Advanced 3D Perception for Environment Understanding and Representation
| Title: |
Advanced 3D Perception for Environment Understanding and Representation |
| DNr: |
Berzelius-2026-200 |
| Project Type: |
LiU Berzelius |
| Principal Investigator: |
Patric Jensfelt <patric@kth.se> |
| Affiliation: |
Kungliga Tekniska högskolan |
| Duration: |
2026-07-01 – 2027-01-01 |
| Classification: |
20208 |
| Homepage: |
https://www.kth.se/profile/patric |
| Keywords: |
|
Abstract
Within this research project we have 7 PhD students (WASP PhD students or WASP affiliated) + 3 PostDoc alongside their research engineers, working on perception, 3D environment understanding, and representation.
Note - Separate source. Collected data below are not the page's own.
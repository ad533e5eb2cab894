use indexmap::IndexMap;
use serde::{Deserialize, Serialize};

use super::parameter::ParameterOrRef;
use super::request_body::RequestBodyOrRef;
use super::response::ResponseOrRef;

pub const METHODS: [&str; 8] = [
    "get", "post", "put", "delete", "patch", "options", "head", "trace",
];

/// An API operation.
#[derive(Debug, Clone, PartialEq, Default, Serialize, Deserialize)]
pub struct Operation {
    #[serde(rename = "operationId", skip_serializing_if = "Option::is_none")]
    pub operation_id: Option<String>,

    #[serde(skip_serializing_if = "Option::is_none")]
    pub summary: Option<String>,

    #[serde(skip_serializing_if = "Option::is_none")]
    pub description: Option<String>,

    #[serde(default, skip_serializing_if = "Vec::is_empty")]
    pub tags: Vec<String>,

    #[serde(default, skip_serializing_if = "Vec::is_empty")]
    pub parameters: Vec<ParameterOrRef>,

    #[serde(rename = "requestBody", skip_serializing_if = "Option::is_none")]
    pub request_body: Option<RequestBodyOrRef>,

    #[serde(default, skip_serializing_if = "IndexMap::is_empty")]
    pub responses: IndexMap<String, ResponseOrRef>,

    #[serde(skip_serializing_if = "Option::is_none")]
    pub deprecated: Option<bool>,
}

/// A path item, containing operations keyed by HTTP method.
#[derive(Debug, Clone, PartialEq, Default, Serialize, Deserialize)]
pub struct PathItem {
    #[serde(skip_serializing_if = "Option::is_none")]
    pub summary: Option<String>,

    #[serde(skip_serializing_if = "Option::is_none")]
    pub description: Option<String>,

    #[serde(default, skip_serializing_if = "Vec::is_empty")]
    pub parameters: Vec<ParameterOrRef>,

    #[serde(skip_serializing_if = "Option::is_none")]
    pub get: Option<Operation>,
    #[serde(skip_serializing_if = "Option::is_none")]
    pub post: Option<Operation>,
    #[serde(skip_serializing_if = "Option::is_none")]
    pub put: Option<Operation>,
    #[serde(skip_serializing_if = "Option::is_none")]
    pub delete: Option<Operation>,
    #[serde(skip_serializing_if = "Option::is_none")]
    pub patch: Option<Operation>,
    #[serde(skip_serializing_if = "Option::is_none")]
    pub options: Option<Operation>,
    #[serde(skip_serializing_if = "Option::is_none")]
    pub head: Option<Operation>,
    #[serde(skip_serializing_if = "Option::is_none")]
    pub trace: Option<Operation>,
}

impl PathItem {
    pub fn operation(&self, method: &str) -> Option<&Operation> {
        match method {
            "get" => self.get.as_ref(),
            "post" => self.post.as_ref(),
            "put" => self.put.as_ref(),
            "delete" => self.delete.as_ref(),
            "patch" => self.patch.as_ref(),
            "options" => self.options.as_ref(),
            "head" => self.head.as_ref(),
            "trace" => self.trace.as_ref(),
            _ => None,
        }
    }

    pub fn operation_mut(&mut self, method: &str) -> Option<&mut Operation> {
        match method {
            "get" => self.get.as_mut(),
            "post" => self.post.as_mut(),
            "put" => self.put.as_mut(),
            "delete" => self.delete.as_mut(),
            "patch" => self.patch.as_mut(),
            "options" => self.options.as_mut(),
            "head" => self.head.as_mut(),
            "trace" => self.trace.as_mut(),
            _ => None,
        }
    }

    pub fn set_operation(&mut self, method: &str, op: Option<Operation>) {
        match method {
            "get" => self.get = op,
            "post" => self.post = op,
            "put" => self.put = op,
            "delete" => self.delete = op,
            "patch" => self.patch = op,
            "options" => self.options = op,
            "head" => self.head = op,
            "trace" => self.trace = op,
            _ => {}
        }
    }

    /// Operations present on this path item, in fixed method order.
    pub fn operations(&self) -> impl Iterator<Item = (&'static str, &Operation)> {
        METHODS
            .iter()
            .filter_map(|m| self.operation(m).map(|op| (*m, op)))
    }
}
3D perception is a multidisciplinary research field dedicated to extracting spatial, semantic, and dynamic information from images, video, LiDAR, and point clouds. It combines computer vision, geometric reasoning, machine learning, and robotic perception to build representations that can support localization, scene reconstruction, motion understanding, semantic retrieval, and autonomous decision making.
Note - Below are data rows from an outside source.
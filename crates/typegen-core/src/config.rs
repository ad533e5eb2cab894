use indexmap::IndexMap;
use serde::Deserialize;

use crate::error::GenerateError;
use crate::transform::NamingMode;

/// Code generation customizations, loaded from YAML.
#[derive(Debug, Clone, Default, Deserialize)]
#[serde(default)]
pub struct Configuration {
    /// Package to generate the code under.
    #[serde(rename = "package")]
    pub package_name: String,

    /// Which output categories to generate.
    pub generate: GenerateOptions,

    #[serde(rename = "output-options")]
    pub output_options: OutputOptions,

    /// Include/exclude rules applied to the document before resolution.
    pub filter: FilterConfig,

    /// Type name to error-message path (`data[].message[]`), compiled
    /// into field access chains for error reporting in generated clients.
    #[serde(rename = "error-mapping")]
    pub error_mapping: IndexMap<String, String>,
}

impl Configuration {
    pub fn from_yaml(input: &str) -> Result<Self, GenerateError> {
        let config: Configuration = serde_yaml_ng::from_str(input)
            .map_err(|e| GenerateError::Config(e.to_string()))?;
        Ok(config)
    }

    pub fn validate(&self) -> Result<(), GenerateError> {
        if self.package_name.is_empty() {
            return Err(GenerateError::Config(
                "package name must be specified".to_string(),
            ));
        }
        if !self.output_options.additional_initialisms.is_empty()
            && self.output_options.name_normalizer != NameNormalizerFunction::WithInitialisms
        {
            return Err(GenerateError::Config(
                "additional-initialisms requires name-normalizer: with-initialisms".to_string(),
            ));
        }
        Ok(())
    }

    /// Set reasonable defaults for unset fields.
    pub fn update_defaults(mut self) -> Self {
        if self.generate == GenerateOptions::default() {
            self.generate = GenerateOptions {
                models: true,
                client: false,
            };
        }
        self
    }

    pub fn naming_mode(&self) -> NamingMode {
        match self.output_options.name_normalizer {
            NameNormalizerFunction::Default => NamingMode::Default,
            NameNormalizerFunction::WithInitialisms => NamingMode::WithInitialisms(
                self.output_options.additional_initialisms.clone(),
            ),
        }
    }
}

/// Which supported output categories to generate.
#[derive(Debug, Clone, Copy, Default, PartialEq, Eq, Deserialize)]
#[serde(default)]
pub struct GenerateOptions {
    pub models: bool,
    pub client: bool,
}

#[derive(Debug, Clone, Default, Deserialize)]
#[serde(default)]
pub struct OutputOptions {
    /// Schemas excluded from generation entirely. Ignored when empty.
    #[serde(rename = "exclude-schemas")]
    pub exclude_schemas: Vec<String>,

    /// Suffix used for response type names.
    #[serde(rename = "response-type-suffix")]
    pub response_type_suffix: String,

    #[serde(rename = "name-normalizer")]
    pub name_normalizer: NameNormalizerFunction,

    /// Extra initialisms for the with-initialisms normalizer.
    #[serde(rename = "additional-initialisms")]
    pub additional_initialisms: Vec<String>,
}

#[derive(Debug, Clone, Copy, Default, PartialEq, Eq, Deserialize)]
#[serde(rename_all = "kebab-case")]
pub enum NameNormalizerFunction {
    #[default]
    Default,
    WithInitialisms,
}

/// Include/exclude rules for pre-resolution document filtering. Empty
/// lists are no-ops.
#[derive(Debug, Clone, Default, Deserialize)]
#[serde(default)]
pub struct FilterConfig {
    pub include: FilterParams,
    pub exclude: FilterParams,
}

#[derive(Debug, Clone, Default, Deserialize)]
#[serde(default)]
pub struct FilterParams {
    pub tags: Vec<String>,
    #[serde(rename = "operation-ids")]
    pub operation_ids: Vec<String>,
    pub paths: Vec<String>,
    /// Per-schema property name lists; required properties are never
    /// filtered out.
    #[serde(rename = "schema-properties")]
    pub schema_properties: IndexMap<String, Vec<String>>,
    /// Extension keys (`x-*`) on schema extension maps.
    pub extensions: Vec<String>,
}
Several projects in this proposal focus on the geometric side of environment understanding: estimating camera pose, learning image distances for direct localization, synthesizing novel views, reconstructing scenes from continuous streams, and learning robust representations from partial observations. These methods are intended to reduce reliance on brittle preprocessing pipelines and to make localization and mapping more adaptable across datasets, sensors, and platforms.
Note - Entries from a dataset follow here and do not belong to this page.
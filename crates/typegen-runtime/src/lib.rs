pub mod either;
pub mod errors;
pub mod json;
pub mod raw_union;

pub use either::Either;
pub use errors::{
    check_enum, check_min_items, check_required, tag_message, ValidationError, ValidationErrors,
};
pub use json::{capture_additional_properties, coalesce_or_merge, json_merge};
pub use raw_union::{RawUnion, UnionDecodeError};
Other projects address semantic, dynamic, and decision-level understanding. This includes self-supervised scene flow for moving 3D point clouds, scalable 3D scene graph representations for large environments, open-vocabulary segmentation that adapts to changing robotic domains, road-rule-aware reasoning for autonomous driving, and LiDAR pre-training that transfers visual foundation model knowledge to 3D backbones. Across these directions, a common goal is to learn reliable representations from large-scale, heterogeneous data with limited manual annotation, while supporting practical deployment in robotics and autonomous driving.